> **THE PROBLEM**: Read through the listing below, and copy every line where the string "await" appears.

▽

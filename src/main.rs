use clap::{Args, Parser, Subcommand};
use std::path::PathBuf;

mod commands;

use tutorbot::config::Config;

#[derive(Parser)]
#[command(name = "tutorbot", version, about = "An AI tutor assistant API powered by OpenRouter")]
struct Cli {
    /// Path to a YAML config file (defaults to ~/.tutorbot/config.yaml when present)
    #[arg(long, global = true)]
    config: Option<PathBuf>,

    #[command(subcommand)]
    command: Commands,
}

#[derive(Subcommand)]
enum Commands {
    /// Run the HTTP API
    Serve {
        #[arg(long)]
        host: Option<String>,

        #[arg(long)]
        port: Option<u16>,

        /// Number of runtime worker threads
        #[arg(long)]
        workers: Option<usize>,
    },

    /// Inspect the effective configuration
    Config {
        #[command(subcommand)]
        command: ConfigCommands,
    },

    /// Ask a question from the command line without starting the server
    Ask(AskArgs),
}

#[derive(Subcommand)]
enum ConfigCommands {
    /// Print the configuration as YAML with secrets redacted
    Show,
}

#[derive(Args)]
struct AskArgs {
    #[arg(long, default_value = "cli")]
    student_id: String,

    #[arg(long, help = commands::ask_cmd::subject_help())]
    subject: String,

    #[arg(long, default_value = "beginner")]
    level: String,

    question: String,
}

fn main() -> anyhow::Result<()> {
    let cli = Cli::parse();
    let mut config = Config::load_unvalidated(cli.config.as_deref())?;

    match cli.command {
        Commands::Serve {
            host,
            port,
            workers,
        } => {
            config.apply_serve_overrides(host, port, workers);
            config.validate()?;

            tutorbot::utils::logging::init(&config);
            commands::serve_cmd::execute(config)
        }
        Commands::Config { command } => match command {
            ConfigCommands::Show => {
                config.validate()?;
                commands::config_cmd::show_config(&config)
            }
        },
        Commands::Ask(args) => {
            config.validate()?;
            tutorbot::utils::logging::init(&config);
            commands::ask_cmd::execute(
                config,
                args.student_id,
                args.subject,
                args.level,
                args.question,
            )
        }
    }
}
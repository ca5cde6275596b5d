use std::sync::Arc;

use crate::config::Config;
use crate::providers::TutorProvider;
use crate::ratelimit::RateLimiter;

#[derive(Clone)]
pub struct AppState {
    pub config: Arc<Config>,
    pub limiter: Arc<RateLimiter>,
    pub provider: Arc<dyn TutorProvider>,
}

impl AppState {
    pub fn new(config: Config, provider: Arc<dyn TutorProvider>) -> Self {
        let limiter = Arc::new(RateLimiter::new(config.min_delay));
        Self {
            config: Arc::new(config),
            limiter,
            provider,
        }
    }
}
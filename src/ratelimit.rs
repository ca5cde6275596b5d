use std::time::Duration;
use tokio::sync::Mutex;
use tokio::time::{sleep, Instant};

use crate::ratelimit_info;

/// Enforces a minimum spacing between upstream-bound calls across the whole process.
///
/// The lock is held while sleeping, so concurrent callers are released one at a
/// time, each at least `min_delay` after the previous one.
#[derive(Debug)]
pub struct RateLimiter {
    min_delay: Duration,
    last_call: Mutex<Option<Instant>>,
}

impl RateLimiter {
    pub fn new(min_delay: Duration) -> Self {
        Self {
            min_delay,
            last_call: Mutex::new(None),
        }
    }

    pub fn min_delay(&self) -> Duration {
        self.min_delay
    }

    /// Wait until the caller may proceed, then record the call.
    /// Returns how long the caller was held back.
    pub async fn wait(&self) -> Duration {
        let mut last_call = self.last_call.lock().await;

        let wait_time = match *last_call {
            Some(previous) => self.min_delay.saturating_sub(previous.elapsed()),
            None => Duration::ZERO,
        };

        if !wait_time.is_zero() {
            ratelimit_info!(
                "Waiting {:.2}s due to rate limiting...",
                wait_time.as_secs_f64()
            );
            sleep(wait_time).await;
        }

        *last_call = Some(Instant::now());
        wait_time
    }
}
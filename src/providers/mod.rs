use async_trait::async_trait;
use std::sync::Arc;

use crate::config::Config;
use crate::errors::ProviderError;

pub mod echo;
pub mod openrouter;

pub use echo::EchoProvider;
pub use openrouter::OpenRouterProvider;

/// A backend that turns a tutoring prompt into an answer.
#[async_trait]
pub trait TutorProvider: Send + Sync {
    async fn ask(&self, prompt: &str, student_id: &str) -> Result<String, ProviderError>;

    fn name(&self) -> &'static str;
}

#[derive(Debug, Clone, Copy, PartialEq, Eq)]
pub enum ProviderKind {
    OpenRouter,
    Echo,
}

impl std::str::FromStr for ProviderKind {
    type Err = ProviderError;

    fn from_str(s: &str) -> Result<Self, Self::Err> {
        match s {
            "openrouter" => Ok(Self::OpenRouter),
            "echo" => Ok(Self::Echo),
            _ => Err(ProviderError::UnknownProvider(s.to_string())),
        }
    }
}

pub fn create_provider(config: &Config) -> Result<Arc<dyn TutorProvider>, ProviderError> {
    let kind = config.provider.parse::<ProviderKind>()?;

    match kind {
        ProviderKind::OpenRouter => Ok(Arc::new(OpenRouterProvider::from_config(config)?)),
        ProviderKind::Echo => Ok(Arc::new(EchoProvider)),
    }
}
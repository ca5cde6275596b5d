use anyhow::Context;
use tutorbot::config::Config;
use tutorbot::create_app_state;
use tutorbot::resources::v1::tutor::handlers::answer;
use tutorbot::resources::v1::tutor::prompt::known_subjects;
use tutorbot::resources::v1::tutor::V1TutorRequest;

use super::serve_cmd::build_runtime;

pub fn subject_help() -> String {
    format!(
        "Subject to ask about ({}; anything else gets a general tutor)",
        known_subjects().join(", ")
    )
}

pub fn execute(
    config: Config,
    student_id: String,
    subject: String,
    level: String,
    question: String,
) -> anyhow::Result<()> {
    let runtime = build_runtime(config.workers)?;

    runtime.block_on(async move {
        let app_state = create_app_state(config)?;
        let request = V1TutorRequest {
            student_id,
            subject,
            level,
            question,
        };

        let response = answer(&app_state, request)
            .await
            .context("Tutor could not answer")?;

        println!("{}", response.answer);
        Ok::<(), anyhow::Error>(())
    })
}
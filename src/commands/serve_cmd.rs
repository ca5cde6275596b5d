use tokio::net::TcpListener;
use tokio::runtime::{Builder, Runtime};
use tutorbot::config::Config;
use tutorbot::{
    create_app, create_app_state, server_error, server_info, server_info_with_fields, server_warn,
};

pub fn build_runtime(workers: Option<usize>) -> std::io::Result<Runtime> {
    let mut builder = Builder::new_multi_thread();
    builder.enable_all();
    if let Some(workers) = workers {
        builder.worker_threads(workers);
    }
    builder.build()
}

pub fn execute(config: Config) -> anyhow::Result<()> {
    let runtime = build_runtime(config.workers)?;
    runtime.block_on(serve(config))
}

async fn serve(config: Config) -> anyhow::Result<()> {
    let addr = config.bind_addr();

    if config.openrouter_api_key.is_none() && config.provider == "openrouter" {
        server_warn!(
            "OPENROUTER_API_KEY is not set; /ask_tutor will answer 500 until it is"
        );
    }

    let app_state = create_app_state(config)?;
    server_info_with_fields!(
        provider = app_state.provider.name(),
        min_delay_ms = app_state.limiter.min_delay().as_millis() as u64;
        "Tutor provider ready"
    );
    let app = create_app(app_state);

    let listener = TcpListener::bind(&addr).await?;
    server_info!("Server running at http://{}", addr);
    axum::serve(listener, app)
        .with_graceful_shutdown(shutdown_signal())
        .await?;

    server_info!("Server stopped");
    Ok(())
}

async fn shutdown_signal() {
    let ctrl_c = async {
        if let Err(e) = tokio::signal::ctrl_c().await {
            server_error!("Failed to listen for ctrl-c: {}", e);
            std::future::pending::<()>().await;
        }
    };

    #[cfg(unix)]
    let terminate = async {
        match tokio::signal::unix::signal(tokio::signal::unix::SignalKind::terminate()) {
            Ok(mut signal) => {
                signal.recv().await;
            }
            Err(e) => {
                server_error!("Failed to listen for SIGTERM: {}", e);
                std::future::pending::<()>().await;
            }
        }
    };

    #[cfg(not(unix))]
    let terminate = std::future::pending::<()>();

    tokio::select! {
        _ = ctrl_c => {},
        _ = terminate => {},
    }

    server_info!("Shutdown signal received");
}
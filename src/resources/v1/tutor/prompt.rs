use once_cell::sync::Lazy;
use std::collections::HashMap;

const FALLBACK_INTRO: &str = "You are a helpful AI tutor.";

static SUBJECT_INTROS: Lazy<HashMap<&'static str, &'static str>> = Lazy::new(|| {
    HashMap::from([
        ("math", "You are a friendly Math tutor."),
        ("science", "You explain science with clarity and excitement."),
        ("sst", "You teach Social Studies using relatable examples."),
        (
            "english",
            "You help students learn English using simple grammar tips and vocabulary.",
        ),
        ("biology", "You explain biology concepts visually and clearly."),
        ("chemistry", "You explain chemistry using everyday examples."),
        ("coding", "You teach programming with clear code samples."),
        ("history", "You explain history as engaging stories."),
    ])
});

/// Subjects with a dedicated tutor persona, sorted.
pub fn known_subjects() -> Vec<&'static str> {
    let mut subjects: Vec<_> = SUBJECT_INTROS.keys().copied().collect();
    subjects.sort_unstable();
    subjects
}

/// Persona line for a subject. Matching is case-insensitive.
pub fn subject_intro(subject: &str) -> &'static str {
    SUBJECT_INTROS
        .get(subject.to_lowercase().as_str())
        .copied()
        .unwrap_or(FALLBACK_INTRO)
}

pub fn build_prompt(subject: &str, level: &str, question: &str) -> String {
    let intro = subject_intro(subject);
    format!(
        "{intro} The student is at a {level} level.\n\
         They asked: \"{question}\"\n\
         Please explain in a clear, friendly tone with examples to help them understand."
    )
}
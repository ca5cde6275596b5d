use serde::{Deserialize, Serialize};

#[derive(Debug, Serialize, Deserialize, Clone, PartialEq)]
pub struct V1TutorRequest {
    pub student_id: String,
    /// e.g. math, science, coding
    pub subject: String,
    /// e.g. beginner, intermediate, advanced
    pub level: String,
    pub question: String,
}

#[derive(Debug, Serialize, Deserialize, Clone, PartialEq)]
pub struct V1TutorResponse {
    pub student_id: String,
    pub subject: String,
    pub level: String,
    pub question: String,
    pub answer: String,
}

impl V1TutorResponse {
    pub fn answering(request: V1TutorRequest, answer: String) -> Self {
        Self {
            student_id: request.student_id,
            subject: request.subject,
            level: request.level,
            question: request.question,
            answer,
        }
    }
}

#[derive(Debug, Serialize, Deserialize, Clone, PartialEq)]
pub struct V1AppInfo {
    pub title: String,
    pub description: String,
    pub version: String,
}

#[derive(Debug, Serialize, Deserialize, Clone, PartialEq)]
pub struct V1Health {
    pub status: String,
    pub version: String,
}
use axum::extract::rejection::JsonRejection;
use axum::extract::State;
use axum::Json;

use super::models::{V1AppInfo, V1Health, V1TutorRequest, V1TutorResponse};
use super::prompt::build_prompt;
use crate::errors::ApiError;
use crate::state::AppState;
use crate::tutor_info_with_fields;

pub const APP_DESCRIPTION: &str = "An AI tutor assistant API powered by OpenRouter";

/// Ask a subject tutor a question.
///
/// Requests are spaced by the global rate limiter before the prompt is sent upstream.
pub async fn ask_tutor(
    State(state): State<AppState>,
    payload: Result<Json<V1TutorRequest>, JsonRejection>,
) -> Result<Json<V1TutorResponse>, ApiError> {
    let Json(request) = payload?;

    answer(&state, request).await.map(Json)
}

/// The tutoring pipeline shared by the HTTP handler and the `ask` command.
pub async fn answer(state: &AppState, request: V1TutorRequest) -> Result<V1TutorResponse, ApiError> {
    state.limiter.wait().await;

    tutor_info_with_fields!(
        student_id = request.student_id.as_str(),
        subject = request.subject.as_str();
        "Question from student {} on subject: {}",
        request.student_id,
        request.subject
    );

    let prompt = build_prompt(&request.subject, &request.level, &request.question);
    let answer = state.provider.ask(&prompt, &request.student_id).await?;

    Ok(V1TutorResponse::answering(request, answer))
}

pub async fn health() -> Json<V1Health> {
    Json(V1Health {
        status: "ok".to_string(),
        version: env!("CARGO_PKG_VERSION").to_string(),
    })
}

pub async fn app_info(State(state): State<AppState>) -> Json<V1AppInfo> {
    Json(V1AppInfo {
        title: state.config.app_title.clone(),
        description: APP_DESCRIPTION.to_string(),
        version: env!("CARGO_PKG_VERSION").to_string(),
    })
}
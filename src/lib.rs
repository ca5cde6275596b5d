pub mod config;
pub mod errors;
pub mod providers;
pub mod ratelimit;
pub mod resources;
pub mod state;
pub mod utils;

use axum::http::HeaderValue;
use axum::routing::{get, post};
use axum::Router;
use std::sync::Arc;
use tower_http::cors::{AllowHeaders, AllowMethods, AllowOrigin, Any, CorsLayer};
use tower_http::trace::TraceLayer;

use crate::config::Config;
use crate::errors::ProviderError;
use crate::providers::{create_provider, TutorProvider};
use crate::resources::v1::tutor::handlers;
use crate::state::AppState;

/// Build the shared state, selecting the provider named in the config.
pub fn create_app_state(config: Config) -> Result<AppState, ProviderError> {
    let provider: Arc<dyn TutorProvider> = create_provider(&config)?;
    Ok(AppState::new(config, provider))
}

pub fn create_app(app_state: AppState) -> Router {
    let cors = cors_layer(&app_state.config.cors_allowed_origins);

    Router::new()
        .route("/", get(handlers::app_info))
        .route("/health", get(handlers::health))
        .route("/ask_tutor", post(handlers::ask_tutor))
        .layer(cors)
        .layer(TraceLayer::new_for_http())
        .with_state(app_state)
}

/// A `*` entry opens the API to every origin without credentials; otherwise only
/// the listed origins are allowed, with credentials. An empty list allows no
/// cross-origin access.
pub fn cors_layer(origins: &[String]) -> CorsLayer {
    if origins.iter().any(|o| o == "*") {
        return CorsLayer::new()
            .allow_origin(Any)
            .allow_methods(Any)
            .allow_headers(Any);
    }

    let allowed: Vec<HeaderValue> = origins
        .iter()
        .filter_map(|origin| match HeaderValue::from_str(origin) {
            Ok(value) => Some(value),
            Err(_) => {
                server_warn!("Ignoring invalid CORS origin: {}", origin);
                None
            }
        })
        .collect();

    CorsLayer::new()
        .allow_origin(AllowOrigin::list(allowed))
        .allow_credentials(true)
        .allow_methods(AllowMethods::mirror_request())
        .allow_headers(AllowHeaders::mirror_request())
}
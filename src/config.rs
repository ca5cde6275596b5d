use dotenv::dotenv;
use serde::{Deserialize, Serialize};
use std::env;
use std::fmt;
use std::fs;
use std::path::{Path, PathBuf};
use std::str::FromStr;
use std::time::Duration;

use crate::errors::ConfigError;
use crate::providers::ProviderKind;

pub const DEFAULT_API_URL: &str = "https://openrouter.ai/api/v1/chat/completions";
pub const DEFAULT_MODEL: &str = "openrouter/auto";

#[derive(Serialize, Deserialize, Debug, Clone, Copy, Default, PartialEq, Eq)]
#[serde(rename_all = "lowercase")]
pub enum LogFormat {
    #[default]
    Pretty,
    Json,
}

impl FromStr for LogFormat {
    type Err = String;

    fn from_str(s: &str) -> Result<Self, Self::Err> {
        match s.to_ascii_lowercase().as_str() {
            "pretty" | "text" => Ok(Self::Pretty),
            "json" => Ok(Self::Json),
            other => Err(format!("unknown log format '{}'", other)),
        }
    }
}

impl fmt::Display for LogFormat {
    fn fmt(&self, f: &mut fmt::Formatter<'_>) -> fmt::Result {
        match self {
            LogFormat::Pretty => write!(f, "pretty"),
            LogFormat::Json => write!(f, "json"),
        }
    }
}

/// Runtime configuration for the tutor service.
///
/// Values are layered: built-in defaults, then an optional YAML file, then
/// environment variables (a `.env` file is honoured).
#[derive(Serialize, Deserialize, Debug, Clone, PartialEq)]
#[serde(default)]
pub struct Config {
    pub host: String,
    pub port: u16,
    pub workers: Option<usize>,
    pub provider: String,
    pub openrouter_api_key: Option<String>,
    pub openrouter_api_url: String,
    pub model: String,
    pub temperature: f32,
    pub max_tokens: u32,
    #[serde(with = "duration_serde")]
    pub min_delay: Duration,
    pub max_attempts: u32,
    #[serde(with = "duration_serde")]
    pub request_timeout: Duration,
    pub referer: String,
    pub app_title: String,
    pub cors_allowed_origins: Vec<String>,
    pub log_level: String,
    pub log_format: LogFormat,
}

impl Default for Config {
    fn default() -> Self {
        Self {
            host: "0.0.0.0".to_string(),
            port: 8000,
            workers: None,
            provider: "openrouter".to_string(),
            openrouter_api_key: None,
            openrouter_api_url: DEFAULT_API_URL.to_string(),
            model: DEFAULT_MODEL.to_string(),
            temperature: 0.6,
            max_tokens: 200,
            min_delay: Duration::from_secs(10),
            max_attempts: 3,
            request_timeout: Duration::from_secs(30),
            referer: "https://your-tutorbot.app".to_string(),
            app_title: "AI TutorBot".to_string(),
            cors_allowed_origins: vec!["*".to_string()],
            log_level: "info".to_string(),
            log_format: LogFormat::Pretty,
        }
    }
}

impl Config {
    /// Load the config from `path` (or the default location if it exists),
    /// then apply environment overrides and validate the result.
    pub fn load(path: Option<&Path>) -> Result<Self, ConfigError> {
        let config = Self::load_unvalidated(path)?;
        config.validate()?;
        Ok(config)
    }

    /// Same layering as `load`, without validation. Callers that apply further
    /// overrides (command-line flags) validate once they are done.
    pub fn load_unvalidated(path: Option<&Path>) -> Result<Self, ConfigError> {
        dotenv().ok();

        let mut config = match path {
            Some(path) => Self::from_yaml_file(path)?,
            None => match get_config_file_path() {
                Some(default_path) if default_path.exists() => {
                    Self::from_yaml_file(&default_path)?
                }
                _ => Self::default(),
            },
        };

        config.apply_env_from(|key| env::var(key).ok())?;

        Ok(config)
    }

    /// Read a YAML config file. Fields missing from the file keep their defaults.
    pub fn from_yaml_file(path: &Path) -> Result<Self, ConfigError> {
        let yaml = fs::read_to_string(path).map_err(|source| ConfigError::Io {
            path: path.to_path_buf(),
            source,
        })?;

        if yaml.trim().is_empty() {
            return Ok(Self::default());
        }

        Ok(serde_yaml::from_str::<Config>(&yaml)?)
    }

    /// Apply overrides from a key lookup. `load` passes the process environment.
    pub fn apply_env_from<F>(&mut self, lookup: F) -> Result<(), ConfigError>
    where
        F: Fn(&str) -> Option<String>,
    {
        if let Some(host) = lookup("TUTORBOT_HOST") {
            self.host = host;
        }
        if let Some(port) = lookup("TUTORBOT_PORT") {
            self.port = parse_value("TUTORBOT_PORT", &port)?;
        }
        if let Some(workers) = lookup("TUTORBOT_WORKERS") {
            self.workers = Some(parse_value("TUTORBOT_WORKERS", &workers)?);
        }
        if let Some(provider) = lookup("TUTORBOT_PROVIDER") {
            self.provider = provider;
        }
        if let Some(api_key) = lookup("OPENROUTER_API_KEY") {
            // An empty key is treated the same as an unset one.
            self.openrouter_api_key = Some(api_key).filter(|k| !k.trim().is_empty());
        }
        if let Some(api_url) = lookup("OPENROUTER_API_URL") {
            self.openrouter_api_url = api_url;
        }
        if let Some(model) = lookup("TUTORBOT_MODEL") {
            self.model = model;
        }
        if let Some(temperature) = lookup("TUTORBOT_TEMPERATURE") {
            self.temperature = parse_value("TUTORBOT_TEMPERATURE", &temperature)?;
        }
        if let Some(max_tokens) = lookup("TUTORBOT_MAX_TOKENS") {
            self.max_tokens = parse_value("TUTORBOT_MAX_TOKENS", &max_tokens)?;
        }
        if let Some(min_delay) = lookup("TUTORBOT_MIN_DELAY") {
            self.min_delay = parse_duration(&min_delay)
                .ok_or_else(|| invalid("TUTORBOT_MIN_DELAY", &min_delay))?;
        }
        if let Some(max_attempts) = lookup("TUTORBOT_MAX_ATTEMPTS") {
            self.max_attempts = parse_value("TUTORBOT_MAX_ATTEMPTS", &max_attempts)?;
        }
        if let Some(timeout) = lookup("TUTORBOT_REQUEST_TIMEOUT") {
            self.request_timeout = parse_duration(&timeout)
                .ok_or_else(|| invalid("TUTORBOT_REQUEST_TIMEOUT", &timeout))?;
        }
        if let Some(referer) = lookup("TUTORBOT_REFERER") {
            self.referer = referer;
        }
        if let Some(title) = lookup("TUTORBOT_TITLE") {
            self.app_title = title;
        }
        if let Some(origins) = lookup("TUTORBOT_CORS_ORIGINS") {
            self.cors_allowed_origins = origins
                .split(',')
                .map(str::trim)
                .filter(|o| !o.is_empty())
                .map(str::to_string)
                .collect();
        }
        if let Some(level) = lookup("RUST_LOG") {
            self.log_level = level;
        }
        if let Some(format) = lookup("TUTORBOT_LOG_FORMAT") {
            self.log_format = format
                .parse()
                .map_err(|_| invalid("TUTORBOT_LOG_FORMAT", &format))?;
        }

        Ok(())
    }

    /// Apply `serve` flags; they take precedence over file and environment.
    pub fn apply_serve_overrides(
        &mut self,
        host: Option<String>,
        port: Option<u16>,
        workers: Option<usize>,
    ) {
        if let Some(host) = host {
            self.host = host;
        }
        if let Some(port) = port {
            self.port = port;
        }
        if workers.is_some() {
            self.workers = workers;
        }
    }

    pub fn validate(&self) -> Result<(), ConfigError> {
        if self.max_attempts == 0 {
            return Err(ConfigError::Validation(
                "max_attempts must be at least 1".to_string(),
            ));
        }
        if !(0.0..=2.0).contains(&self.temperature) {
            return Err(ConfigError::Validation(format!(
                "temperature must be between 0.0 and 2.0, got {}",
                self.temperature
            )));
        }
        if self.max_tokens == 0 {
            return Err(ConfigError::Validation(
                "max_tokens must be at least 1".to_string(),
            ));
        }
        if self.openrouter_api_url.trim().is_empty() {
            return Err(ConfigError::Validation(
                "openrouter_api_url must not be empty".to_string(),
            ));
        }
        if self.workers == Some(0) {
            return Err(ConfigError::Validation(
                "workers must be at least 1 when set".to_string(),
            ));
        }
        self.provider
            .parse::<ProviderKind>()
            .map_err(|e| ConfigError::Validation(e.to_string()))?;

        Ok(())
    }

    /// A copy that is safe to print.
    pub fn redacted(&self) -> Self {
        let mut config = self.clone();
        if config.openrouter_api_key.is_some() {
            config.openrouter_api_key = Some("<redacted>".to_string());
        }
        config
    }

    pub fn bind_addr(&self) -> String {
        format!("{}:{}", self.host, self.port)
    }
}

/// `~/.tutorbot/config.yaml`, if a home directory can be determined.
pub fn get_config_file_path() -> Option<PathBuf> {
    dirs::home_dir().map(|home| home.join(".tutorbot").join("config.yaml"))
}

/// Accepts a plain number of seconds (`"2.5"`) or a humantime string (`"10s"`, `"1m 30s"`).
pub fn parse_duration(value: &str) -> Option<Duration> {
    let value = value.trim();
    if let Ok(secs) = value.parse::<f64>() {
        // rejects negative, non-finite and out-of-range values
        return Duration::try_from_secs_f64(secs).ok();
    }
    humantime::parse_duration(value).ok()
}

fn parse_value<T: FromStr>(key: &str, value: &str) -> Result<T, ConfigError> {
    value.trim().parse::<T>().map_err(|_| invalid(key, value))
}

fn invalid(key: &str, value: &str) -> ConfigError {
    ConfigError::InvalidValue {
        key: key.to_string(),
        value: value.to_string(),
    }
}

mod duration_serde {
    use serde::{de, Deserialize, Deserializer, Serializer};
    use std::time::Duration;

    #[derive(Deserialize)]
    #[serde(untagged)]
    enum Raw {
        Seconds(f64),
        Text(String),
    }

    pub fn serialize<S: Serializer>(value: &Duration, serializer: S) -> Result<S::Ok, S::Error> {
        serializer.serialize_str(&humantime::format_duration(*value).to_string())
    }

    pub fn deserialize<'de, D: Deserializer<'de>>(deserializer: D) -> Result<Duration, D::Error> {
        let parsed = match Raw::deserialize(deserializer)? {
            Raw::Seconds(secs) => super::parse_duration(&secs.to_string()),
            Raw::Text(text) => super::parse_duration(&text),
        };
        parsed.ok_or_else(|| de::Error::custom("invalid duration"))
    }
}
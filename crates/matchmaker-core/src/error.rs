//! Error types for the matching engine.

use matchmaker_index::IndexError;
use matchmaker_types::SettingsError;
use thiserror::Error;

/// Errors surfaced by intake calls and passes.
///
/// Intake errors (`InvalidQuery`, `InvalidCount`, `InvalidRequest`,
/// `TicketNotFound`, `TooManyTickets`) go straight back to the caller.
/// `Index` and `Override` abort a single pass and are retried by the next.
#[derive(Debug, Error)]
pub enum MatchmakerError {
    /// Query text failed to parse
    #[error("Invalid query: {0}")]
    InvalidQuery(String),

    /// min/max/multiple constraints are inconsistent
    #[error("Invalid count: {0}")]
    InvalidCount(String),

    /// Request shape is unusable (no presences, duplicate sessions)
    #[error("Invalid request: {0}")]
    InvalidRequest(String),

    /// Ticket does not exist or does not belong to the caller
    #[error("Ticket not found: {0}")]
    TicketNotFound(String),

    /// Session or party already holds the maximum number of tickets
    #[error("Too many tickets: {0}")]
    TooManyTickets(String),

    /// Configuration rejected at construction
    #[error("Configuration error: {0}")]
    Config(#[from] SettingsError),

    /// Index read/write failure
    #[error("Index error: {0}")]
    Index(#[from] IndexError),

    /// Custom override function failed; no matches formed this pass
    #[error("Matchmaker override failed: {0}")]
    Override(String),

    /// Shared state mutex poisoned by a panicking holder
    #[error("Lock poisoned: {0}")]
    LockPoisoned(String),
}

△

> **EXERCISE SOLUTION**:
        let mut last_call = self.last_call.lock().await;
            sleep(wait_time).await;
            .await
    let listener = TcpListener::bind(&addr).await?;
        .await?;
        if let Err(e) = tokio::signal::ctrl_c().await {
            std::future::pending::<()>().await;
                signal.recv().await;
                std::future::pending::<()>().await;
    answer(&state, request).await.map(Json)
    state.limiter.wait().await;
    let answer = state.provider.ask(&prompt, &request.student_id).await?;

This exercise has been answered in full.